It's been 10 years since the United States begain harboring people suspected of terrorism or aiding terrorism at Gunatanamo Bay. Since then, 779 prisoners have been held at Gitmo to date, with 171 currently remaining there. Most have either been released without charge, transferred to another country's facility, or have died while at Gitmo (8 have died so far, 6 by suspected suicide and 1 of cancer). And to dispel any notion that the Obama administration has resulted in most of the releases, there were only 242 prisoners in Guantanamo when Obama took office.
In the month of July of 2005 alone, under the Bush administration, 173 detainees were released without charge and 69 were transferred to governments of other countries. Of the 171 detainees currently imprisoned at Guantanamo Bay, 89 men have been approved for transfer out of Gitmo unanimously by the military, law enforcement, and intelligence agencies whose opinion is relevant to those determinations. However, no one has been transferred alive out of Gitmo in over a year, and neither the detaines, nor their attorneys, have been told by the U.S. government whether they are on the list of people approved for transfer. Also of the detainees in Gitmo are 57 men who are from Yemen who are only being held because the US government does not want to release them back to the unstable country of Yemen (the infmaou shoe bomber who attempted to detonate an explosive on a flight to Detroit a few years ago was from Yemen).

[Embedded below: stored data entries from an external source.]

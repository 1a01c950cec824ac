//! Index generation.
//!
//! Walks a directory tree and streams the Markdown index straight to the
//! output file, one directory at a time.

use crate::walk::walk_directories;
use readme_index_core::{IndexConfig, IndexError, IndexWriter, Result};
use std::fs::{self, File};
use std::io::BufWriter;
use std::path::Path;
use std::time::Instant;
use tracing::info;

/// Result of generating an index.
#[derive(Debug, Clone, PartialEq, Eq)]
pub struct IndexResult {
    /// Number of directories visited, the root included.
    pub directories: usize,

    /// Number of file lines written.
    pub files: usize,

    /// Time taken in milliseconds.
    pub duration_ms: u64,
}

/// Writes a Markdown index of `root` to `output`.
///
/// The root is checked before the output is touched, so a missing root
/// leaves no file behind. After that the output is truncated and written
/// as the walk goes; a failure part way through leaves whatever was
/// written so far. If `output` lies inside `root` it lists itself.
///
/// # Example
///
/// ```no_run
/// use readme_index_walker::generate_index;
/// use std::path::Path;
///
/// let result = generate_index(Path::new("."), Path::new("README.md")).unwrap();
/// println!("Indexed {} files", result.files);
/// ```
pub fn generate_index(root: &Path, output: &Path) -> Result<IndexResult> {
    let start = Instant::now();

    info!("Indexing {} into {}", root.display(), output.display());

    ensure_directory(root)?;

    let file = File::create(output).map_err(|e| IndexError::write(output, e))?;
    let mut writer = IndexWriter::new(BufWriter::new(file));
    writer
        .write_header()
        .map_err(|e| IndexError::write(output, e))?;

    for visit in walk_directories(root) {
        writer
            .write_visit(&visit?)
            .map_err(|e| IndexError::write(output, e))?;
    }

    let directories = writer.directories_written();
    let files = writer.files_written();
    writer.finish().map_err(|e| IndexError::write(output, e))?;

    let duration = start.elapsed();
    info!(
        "Indexed {} files in {} directories in {:?}",
        files, directories, duration
    );

    Ok(IndexResult {
        directories,
        files,
        duration_ms: duration.as_millis() as u64,
    })
}

/// Runs [`generate_index`] with the paths from `config`.
pub fn generate_with_config(config: &IndexConfig) -> Result<IndexResult> {
    generate_index(&config.root_dir, &config.output_path)
}

fn ensure_directory(root: &Path) -> Result<()> {
    match fs::metadata(root) {
        Ok(meta) if meta.is_dir() => Ok(()),
        Ok(_) => Err(IndexError::NotADirectory(root.to_path_buf())),
        Err(e) if e.kind() == std::io::ErrorKind::NotFound => {
            Err(IndexError::RootNotFound(root.to_path_buf()))
        }
        Err(e) => Err(IndexError::read_dir(root, e)),
    }
}
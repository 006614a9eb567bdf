// Copyright 2025 Lablup Inc. and Jeongkyu Shin
//
// Licensed under the Apache License, Version 2.0 (the "License");
// you may not use this file except in compliance with the License.
// You may obtain a copy of the License at
//
//     http://www.apache.org/licenses/LICENSE-2.0
//
// Unless required by applicable law or agreed to in writing, software
// distributed under the License is distributed on an "AS IS" BASIS,
// WITHOUT WARRANTIES OR CONDITIONS OF ANY KIND, either express or implied.
// See the License for the specific language governing permissions and
// limitations under the License.

//! Per-target actions.
//!
//! An [`Action`] is the opaque unit of work run against one target: it takes
//! a target, does whatever it does (usually by spawning `ssh`, `scp` or a
//! local diagnostic tool) and hands back the raw output together with an
//! explicit success flag. The executor never looks inside the output to
//! decide whether the target failed.

mod command;
mod download;
mod operation;

use async_trait::async_trait;
use std::path::PathBuf;

use crate::target::Target;

pub use command::CommandAction;
pub use download::prepare_host_dir;
pub use operation::{Diagnostic, Invocation, Operation};

/// Default connect timeout handed to ssh/scp, in seconds.
pub const DEFAULT_CONNECT_TIMEOUT: u64 = 4;

/// Default SSH port.
pub const DEFAULT_PORT: u16 = 22;

/// Raw outcome of one action invocation.
#[derive(Debug, Clone, PartialEq, Eq)]
pub struct ActionOutput {
    /// Everything the action printed; may hold partial output on failure.
    pub output: Vec<u8>,
    pub success: bool,
}

impl ActionOutput {
    pub fn success(output: impl Into<Vec<u8>>) -> Self {
        Self {
            output: output.into(),
            success: true,
        }
    }

    pub fn failure(output: impl Into<Vec<u8>>) -> Self {
        Self {
            output: output.into(),
            success: false,
        }
    }
}

/// Run one operation against one target.
///
/// Implementations must not panic on per-target failures; a failed remote
/// command, an unreachable host or a missing binary are all reported as an
/// [`ActionOutput`] with `success == false`.
#[async_trait]
pub trait Action: Send + Sync {
    async fn invoke(&self, target: &Target) -> ActionOutput;
}

/// Connection settings shared by every invocation of an operation.
#[derive(Debug, Clone, PartialEq, Eq)]
pub struct ActionConfig {
    pub identity: PathBuf,
    pub login: Option<String>,
    pub port: u16,
    /// Passed to ssh/scp as `ConnectTimeout`; the only per-target bound.
    pub connect_timeout: u64,
    /// 0..=3, mapped to `-v`, `-vv`, `-vvv` on ssh/scp.
    pub verbosity: u8,
    /// Force pseudo-tty allocation for remote commands.
    pub tty: bool,
}

impl ActionConfig {
    pub fn default_identity() -> PathBuf {
        let home = std::env::var("HOME").unwrap_or_default();
        PathBuf::from(home).join(".ssh").join("id_rsa")
    }
}

impl Default for ActionConfig {
    fn default() -> Self {
        Self {
            identity: Self::default_identity(),
            login: None,
            port: DEFAULT_PORT,
            connect_timeout: DEFAULT_CONNECT_TIMEOUT,
            verbosity: 0,
            tty: false,
        }
    }
}
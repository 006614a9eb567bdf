// Copyright 2025 Lablup Inc. and Jeongkyu Shin
//
// Licensed under the Apache License, Version 2.0 (the "License");
// you may not use this file except in compliance with the License.
// You may obtain a copy of the License at
//
//     http://www.apache.org/licenses/LICENSE-2.0
//
// Unless required by applicable law or agreed to in writing, software
// distributed under the License is distributed on an "AS IS" BASIS,
// WITHOUT WARRANTIES OR CONDITIONS OF ANY KIND, either express or implied.
// See the License for the specific language governing permissions and
// limitations under the License.

//! Core parallel executor implementation.

use anyhow::Result;
use std::io::Write;
use std::sync::Arc;
use std::time::Duration;
use tokio::sync::mpsc;

use super::collector::{collect, CollectStats, ResultSink};
use super::dispatcher::dispatch;
use super::result_types::ExecutionResult;
use crate::action::Action;
use crate::output::{BatchSummary, Presenter};
use crate::target::Target;

/// Fans one action out to every target and collects the results.
pub struct ParallelExecutor {
    pub(crate) targets: Vec<Target>,
    pub(crate) action: Arc<dyn Action>,
    pub(crate) max_parallel: Option<usize>,
    pub(crate) deadline: Option<Duration>,
}

impl ParallelExecutor {
    /// Create an executor with unbounded concurrency and no deadline.
    pub fn new(targets: Vec<Target>, action: Arc<dyn Action>) -> Self {
        Self {
            targets,
            action,
            max_parallel: None,
            deadline: None,
        }
    }

    /// Bound the number of actions running at once. `None` or `Some(0)` is unbounded.
    pub fn with_max_parallel(mut self, max_parallel: Option<usize>) -> Self {
        self.max_parallel = max_parallel.filter(|n| *n > 0);
        self
    }

    /// Give up on targets still running after `deadline` and report them as failed.
    pub fn with_deadline(mut self, deadline: Option<Duration>) -> Self {
        self.deadline = deadline;
        self
    }

    pub fn targets(&self) -> &[Target] {
        &self.targets
    }

    /// Run the batch into `sink`, returning once every target has a result.
    pub async fn run_into<S: ResultSink + ?Sized>(&self, sink: &mut S) -> Result<CollectStats> {
        let (tx, mut rx) = mpsc::unbounded_channel::<ExecutionResult>();
        let dispatch = dispatch(&self.targets, Arc::clone(&self.action), self.max_parallel, tx);

        tracing::info!("Started {} tasks", dispatch.len());
        let stats = collect(&mut rx, &self.targets, self.deadline, &dispatch, sink).await?;
        tracing::info!(
            "Collected {} results ({} synthesized)",
            stats.received + stats.synthesized,
            stats.synthesized
        );
        Ok(stats)
    }

    /// Run the batch and return the results in arrival order.
    pub async fn execute(&self) -> Result<Vec<ExecutionResult>> {
        let mut results = Vec::with_capacity(self.targets.len());
        self.run_into(&mut results).await?;
        Ok(results)
    }

    /// Run the batch through a presenter: log START, results, summary, log END.
    pub async fn run<W: Write, L: Write>(
        &self,
        presenter: &mut Presenter<W, L>,
    ) -> Result<BatchSummary> {
        presenter.begin()?;
        self.run_into(presenter).await?;
        presenter.finish()
    }
}
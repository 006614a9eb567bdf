// Copyright 2025 Lablup Inc. and Jeongkyu Shin
//
// Licensed under the Apache License, Version 2.0 (the "License");
// you may not use this file except in compliance with the License.
// You may obtain a copy of the License at
//
//     http://www.apache.org/licenses/LICENSE-2.0
//
// Unless required by applicable law or agreed to in writing, software
// distributed under the License is distributed on an "AS IS" BASIS,
// WITHOUT WARRANTIES OR CONDITIONS OF ANY KIND, either express or implied.
// See the License for the specific language governing permissions and
// limitations under the License.

//! Resolve CLI arguments and configuration into a [`RunPlan`].
//!
//! Everything that can fail because of user input fails here, before a
//! single target is dispatched.

use std::path::PathBuf;
use std::time::Duration;
use thiserror::Error;

use crate::action::{ActionConfig, Operation, DEFAULT_CONNECT_TIMEOUT, DEFAULT_PORT};
use crate::cli::{Cli, Mode};
use crate::config::{expand_tilde, Config, ConfigError};
use crate::hostlist::{parse_hostfile, read_script, HostlistError};
use crate::output::OutputPolicy;
use crate::target::Target;

#[derive(Debug, Error)]
pub enum InputError {
    #[error("no command given")]
    MissingCommand,

    #[error("no target hosts given")]
    NoTargets,

    #[error(transparent)]
    Hostlist(#[from] HostlistError),

    #[error(transparent)]
    Config(#[from] ConfigError),
}

impl InputError {
    /// Errors answered by printing the usage synopsis.
    pub fn is_usage(&self) -> bool {
        matches!(self, InputError::MissingCommand | InputError::NoTargets)
    }
}

/// Everything fixed at invocation start.
#[derive(Debug, Clone, PartialEq, Eq)]
pub struct RunPlan {
    pub operation: Operation,
    pub action_config: ActionConfig,
    pub targets: Vec<Target>,
    pub policy: OutputPolicy,
    pub max_parallel: Option<usize>,
    pub deadline: Option<Duration>,
}

pub fn build_plan(cli: &Cli, config: &Config) -> Result<RunPlan, InputError> {
    let mode = cli.mode();

    let (command, host_args) = if mode.takes_command_argument() {
        match cli.args.split_first() {
            Some((command, hosts)) if !command.trim().is_empty() => {
                (Some(command.clone()), hosts)
            }
            _ => return Err(InputError::MissingCommand),
        }
    } else {
        (None, cli.args.as_slice())
    };

    let targets = Target::from_hosts(collect_hosts(cli, config, host_args)?);
    if targets.is_empty() {
        return Err(InputError::NoTargets);
    }

    let operation = match mode {
        Mode::Upload => Operation::Upload {
            source: cli.copy.clone().unwrap_or_default(),
            destination: cli.path.clone(),
            recursive: cli.recursive,
        },
        Mode::Download => Operation::Download {
            source: cli.download.clone().unwrap_or_default(),
            destination: PathBuf::from(&cli.path),
            recursive: cli.recursive,
            per_host_dirs: targets.len() > 1,
        },
        Mode::Diagnostic(diagnostic) => Operation::Diagnostic(diagnostic),
        Mode::LocalCommand => Operation::LocalCommand {
            command: command.unwrap_or_default(),
        },
        Mode::Script => {
            let path = cli.script.as_deref().map(expand_tilde).unwrap_or_default();
            let body = read_script(&path)?;
            let command = if cli.tty {
                format!("sudo sh <<'EOF'\n{body}EOF")
            } else {
                body
            };
            Operation::Exec { command }
        }
        Mode::Exec => Operation::Exec {
            command: command.unwrap_or_default(),
        },
    };

    let defaults = &config.defaults;
    let action_config = ActionConfig {
        identity: cli
            .identity
            .clone()
            .or_else(|| defaults.identity.as_ref().map(PathBuf::from))
            .map(|path| expand_tilde(&path))
            .unwrap_or_else(ActionConfig::default_identity),
        login: cli.login.clone().or_else(|| defaults.login.clone()),
        port: cli.port.or(defaults.port).unwrap_or(DEFAULT_PORT),
        connect_timeout: cli
            .timeout
            .or(defaults.timeout)
            .unwrap_or(DEFAULT_CONNECT_TIMEOUT),
        verbosity: cli.verbose,
        tty: cli.tty,
    };

    let policy = OutputPolicy {
        sorted: cli.sorted,
        quiet: cli.quiet,
        errors_only: cli.errors_only,
        one_line: cli.one_line,
        log_file: cli
            .output
            .clone()
            .or_else(|| defaults.log_file.as_ref().map(PathBuf::from))
            .map(|path| expand_tilde(&path)),
    };

    let max_parallel = cli.parallel.or(defaults.parallel).filter(|n| *n > 0);
    let deadline = cli
        .deadline
        .or(defaults.deadline)
        .filter(|secs| *secs > 0)
        .map(Duration::from_secs);

    tracing::debug!(
        "Plan: {} on {} targets, policy {:?}",
        operation.name(),
        targets.len(),
        policy
    );

    Ok(RunPlan {
        operation,
        action_config,
        targets,
        policy,
        max_parallel,
        deadline,
    })
}

/// Positional hosts, then the hosts file, then the config group, in that order.
fn collect_hosts(
    cli: &Cli,
    config: &Config,
    host_args: &[String],
) -> Result<Vec<String>, InputError> {
    let mut hosts: Vec<String> = host_args.to_vec();

    if let Some(path) = &cli.hosts_file {
        hosts.extend(parse_hostfile(&expand_tilde(path))?);
    }

    if let Some(group) = &cli.group {
        hosts.extend(config.group(group)?.iter().cloned());
    }

    Ok(hosts)
}
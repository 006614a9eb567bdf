// Copyright 2025 Lablup Inc. and Jeongkyu Shin
//
// Licensed under the Apache License, Version 2.0 (the "License");
// you may not use this file except in compliance with the License.
// You may obtain a copy of the License at
//
//     http://www.apache.org/licenses/LICENSE-2.0
//
// Unless required by applicable law or agreed to in writing, software
// distributed under the License is distributed on an "AS IS" BASIS,
// WITHOUT WARRANTIES OR CONDITIONS OF ANY KIND, either express or implied.
// See the License for the specific language governing permissions and
// limitations under the License.

//! Pure text renderings of a single result.

use owo_colors::OwoColorize;

use crate::executor::ExecutionResult;

pub const OK_TAG: &str = "[OK]";
pub const ERROR_TAG: &str = "[ERROR]";

/// Full rendering: `host:\n<output>` for a success, `host: <output>` for a
/// failure or when `one_line` is set. Always ends with a newline.
pub fn render_full(result: &ExecutionResult, one_line: bool) -> String {
    let output = result.output_text();
    let mut text = if result.is_success() && !one_line {
        format!("{}:\n{output}", result.target.host)
    } else {
        format!("{}: {output}", result.target.host)
    };
    if !text.ends_with('\n') {
        text.push('\n');
    }
    text
}

/// Quiet rendering: `host\t[OK]` or `host\t[ERROR]`, with a newline.
///
/// Depends only on the target and its classification.
pub fn render_quiet(result: &ExecutionResult) -> String {
    quiet_line(&result.target.host, result.is_success(), false)
}

/// Quiet line for `host`, with the status tag painted when `colors` is set.
pub fn quiet_line(host: &str, success: bool, colors: bool) -> String {
    match (success, colors) {
        (true, false) => format!("{host}\t{OK_TAG}\n"),
        (false, false) => format!("{host}\t{ERROR_TAG}\n"),
        (true, true) => format!("{host}\t{}\n", OK_TAG.green()),
        (false, true) => format!("{host}\t{}\n", ERROR_TAG.red()),
    }
}
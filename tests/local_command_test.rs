// Copyright 2025 Lablup Inc. and Jeongkyu Shin
//
// Licensed under the Apache License, Version 2.0 (the "License");
// you may not use this file except in compliance with the License.
// You may obtain a copy of the License at
//
//     http://www.apache.org/licenses/LICENSE-2.0
//
// Unless required by applicable law or agreed to in writing, software
// distributed under the License is distributed on an "AS IS" BASIS,
// WITHOUT WARRANTIES OR CONDITIONS OF ANY KIND, either express or implied.
// See the License for the specific language governing permissions and
// limitations under the License.

//! Full invocations through argument parsing, planning and local processes.

#![cfg(unix)]

use clap::Parser;
use hostfan::app::{build_plan, run_plan};
use hostfan::{Cli, Config};
use std::io::Write;
use tempfile::{NamedTempFile, TempDir};

async fn invoke(argv: &[&str]) -> (String, hostfan::BatchSummary) {
    let cli = Cli::parse_from(argv);
    let plan = build_plan(&cli, &Config::default()).unwrap();
    let mut out = Vec::new();
    let summary = run_plan(plan, &mut out, false).await.unwrap();
    (String::from_utf8(out).unwrap(), summary)
}

#[tokio::test]
async fn test_local_command_runs_once_per_host() {
    let (out, summary) = invoke(&["hostfan", "-s", "--cmd", "echo probe", "h2", "h1", "h3"]).await;

    assert_eq!(summary.hosts, 3);
    assert_eq!(summary.errors, 0);
    assert_eq!(
        out,
        "h1:\nprobe h1\nh2:\nprobe h2\nh3:\nprobe h3\nhosts = 3, errors = 0\n"
    );
}

#[tokio::test]
async fn test_failing_local_command_is_an_error() {
    let (out, summary) = invoke(&["hostfan", "-q", "-s", "--cmd", "false", "a", "b"]).await;
    assert_eq!(summary.errors, 2);
    assert_eq!(out, "a\t[ERROR]\nb\t[ERROR]\nhosts = 2, errors = 2\n");
}

#[tokio::test]
async fn test_missing_program_is_reported_per_host() {
    let (out, summary) = invoke(&[
        "hostfan",
        "-1",
        "--cmd",
        "hostfan-no-such-program-xyz",
        "solo",
    ])
    .await;
    assert_eq!(summary.errors, 1);
    assert!(out.starts_with("solo: hostfan-no-such-program-xyz: "));
    assert!(!out.contains("hosts ="));
}

#[tokio::test]
async fn test_hosts_file_feeds_targets() {
    let mut hosts = NamedTempFile::new().unwrap();
    writeln!(hosts, "# rack 1").unwrap();
    writeln!(hosts, "alpha").unwrap();
    writeln!(hosts).unwrap();
    writeln!(hosts, "  beta  ").unwrap();
    hosts.flush().unwrap();

    let path = hosts.path().to_str().unwrap();
    let (out, summary) = invoke(&["hostfan", "-q", "-s", "-h", path, "--cmd", "true"]).await;
    assert_eq!(summary.hosts, 2);
    assert_eq!(out, "alpha\t[OK]\nbeta\t[OK]\nhosts = 2, errors = 0\n");
}

#[tokio::test]
async fn test_repeated_runs_append_log_sections() {
    let dir = TempDir::new().unwrap();
    let log = dir.path().join("fanout.log");
    let log_arg = log.to_str().unwrap();

    invoke(&["hostfan", "-o", log_arg, "--cmd", "echo first", "x"]).await;
    invoke(&["hostfan", "-o", log_arg, "--cmd", "echo second", "x"]).await;

    let content = std::fs::read_to_string(&log).unwrap();
    let lines: Vec<&str> = content.lines().collect();
    assert_eq!(lines.len(), 8);
    assert!(lines[0].starts_with("------ START: "));
    assert_eq!(&lines[1..3], ["x:", "first x"]);
    assert!(lines[3].starts_with("------   END: "));
    assert!(lines[4].starts_with("------ START: "));
    assert_eq!(&lines[5..7], ["x:", "second x"]);
    assert!(lines[7].starts_with("------   END: "));
}

#[tokio::test]
async fn test_unwritable_log_aborts_before_dispatch() {
    let dir = TempDir::new().unwrap();
    let log = dir.path().join("missing").join("fanout.log");
    let cli = Cli::parse_from(["hostfan", "-o", log.to_str().unwrap(), "--cmd", "true", "x"]);
    let plan = build_plan(&cli, &Config::default()).unwrap();

    let mut out = Vec::new();
    assert!(run_plan(plan, &mut out, false).await.is_err());
    assert!(out.is_empty());
}

#[tokio::test]
async fn test_parallel_limit_of_one_still_finishes() {
    let (out, summary) = invoke(&[
        "hostfan",
        "-q",
        "-s",
        "--parallel",
        "1",
        "--cmd",
        "true",
        "n1",
        "n2",
        "n3",
    ])
    .await;
    assert_eq!(summary.hosts, 3);
    assert_eq!(out.lines().count(), 4);
}

#[tokio::test]
async fn test_deadline_cuts_off_slow_hosts() {
    let (out, summary) = invoke(&[
        "hostfan",
        "-1",
        "--deadline",
        "1",
        "--cmd",
        "sleep",
        "30",
    ])
    .await;
    assert_eq!(summary.errors, 1);
    assert!(out.starts_with("30: deadline of "));
}

#[tokio::test]
async fn test_huge_deadline_runs_the_batch() {
    let (out, summary) = invoke(&[
        "hostfan",
        "-q",
        "--deadline",
        "18446744073709551615",
        "--cmd",
        "true",
        "x",
    ])
    .await;
    assert_eq!(summary.errors, 0);
    assert_eq!(out, "x\t[OK]\nhosts = 1, errors = 0\n");
}
// Copyright 2025 Lablup Inc. and Jeongkyu Shin
//
// Licensed under the Apache License, Version 2.0 (the "License");
// you may not use this file except in compliance with the License.
// You may obtain a copy of the License at
//
//     http://www.apache.org/licenses/LICENSE-2.0
//
// Unless required by applicable law or agreed to in writing, software
// distributed under the License is distributed on an "AS IS" BASIS,
// WITHOUT WARRANTIES OR CONDITIONS OF ANY KIND, either express or implied.
// See the License for the specific language governing permissions and
// limitations under the License.

use anyhow::Result;
use clap::Parser;
use std::time::Instant;

use hostfan::{
    app::{build_plan, run_plan},
    cli::{Cli, USAGE},
    config::Config,
    output::should_use_colors,
    utils::{format_duration, init_logging},
};

/// Show the usage synopsis on stderr
fn show_usage() {
    eprintln!("usage: {USAGE}");
    eprintln!();
    eprintln!("For more information, try 'hostfan --help'");
}

#[tokio::main]
async fn main() -> Result<()> {
    if std::env::args_os().len() == 1 {
        show_usage();
        std::process::exit(1);
    }

    let cli = Cli::parse();

    init_logging(cli.verbose);

    let config = Config::load_or_default(cli.config.as_deref()).await?;

    let plan = match build_plan(&cli, &config) {
        Ok(plan) => plan,
        Err(e) if e.is_usage() => {
            eprintln!("hostfan: {e}");
            show_usage();
            std::process::exit(1);
        }
        Err(e) => return Err(e.into()),
    };

    let started = Instant::now();
    let summary = run_plan(plan, std::io::stdout(), should_use_colors()).await?;
    tracing::info!("{} in {}", summary, format_duration(started.elapsed()));

    // Per-host failures are reported in the output, not through the exit status
    Ok(())
}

I bring this up now because today marks the 10th anniversary of the day the first 20 detainees arrived at Guantanamo Bay and were held in outdoor cages that looked like dog kennels. We saw their images in reddish orange jumpsuits on television and our media blasted them as dangerous terrorists who deserved to be treated worse than dogs. Talking heads criticized human rights groups who demanded the detainees be provided with some sort of due process of law. Politicians supported the torture (yes, it has been acknowledged by U.S. officials that detainees have been submitted to brutal interrogations involving stress positions, barking dogs, and sleep deprivation, and water boarding has been confirmed to have occurred to at least some detainees though it may have been prior to arrival at Guantanamo).
Lawyers came to the defense of those detained without any rights. The U.S. government argued that the evidence used to detain the prisoners was classified and therefore the attorneys were not entitled to look at it. Once judges began issue orders allowing defense attorneys to see some of the evidence used against their client, huge gaping holes were exposed. Defense attorneys exploited evidence as fabricated, false, an often corrupt, some even finding exonerating proof.
People stripped of any rights and dignity and robbed from their lives: 779
People who have been released without charges after being held for years: 600
People cleared for transfer but still being held, some held for nearly a decade: 89
Children under 18 who have been held at Guantanamo: 15
People died in custody: 8
People convicted of any crime after trial or plea bargain: 6
People facing any formal charge who are still being held at Gitmo: 1
So, looking at the numbers, we now know that the vast majority of people detained at Gitmo have already been deemed to not be a threat to America and have no terrorist ties. Knowing this, I'd like to paste a quote from a FBI agent that was originally posted in a 2005 article of the New York Times: "On a couple of occasions, I entered interview rooms to find a detainee chained hand and foot in a fetal position to the floor, with no chair, food or water. Most times they had urinated or defecated on themselves and had been left there for 18, 24 hours or more." We now know that this sort of thing happened to innocent people. And, according to an affidavit by Col. Lawrence Wilkerson, a former aid to Secretary of State Colin Powell, top U.S. officials knew that the majority of detainees initially sent to Guantanamo Bay were probably innocent but kept them their for political reasons.
How did we as an American society allow for so many innocent people to be locked up in secrecy in an offshore prison for so many years without any trial, formal charge, or credible evidence? How have we justified it as long as we have? How do we not care that many of these "enemy combatants" weren't captured on the battlefield, but were sold to the U.S. government by corrupt law enforcement in foreign countries who couldn't wait to collect a bounty for "anyone known to be a member of Al-Qaeda or support terrorism"?
And how have we now allowed for this to happen to our very own citizens here in the United States? Don't think this could happen to you? Read the National Defense Authorization Act that was signed into law by Preseident Obama on New Year's Eve. That's right, if a U.S. citizen is suspected of terrorism here in thos country, you can be arrested and detained indefinitely without trial.
Better lock your door. The nightmare that has been Guantanamo Bay for 779 detainees (not to mention their family members who must live without knowing their loved one's fate), could be your nightmare.
Better have a criminal defense attorney on speed dial, and you better lock your door from your government.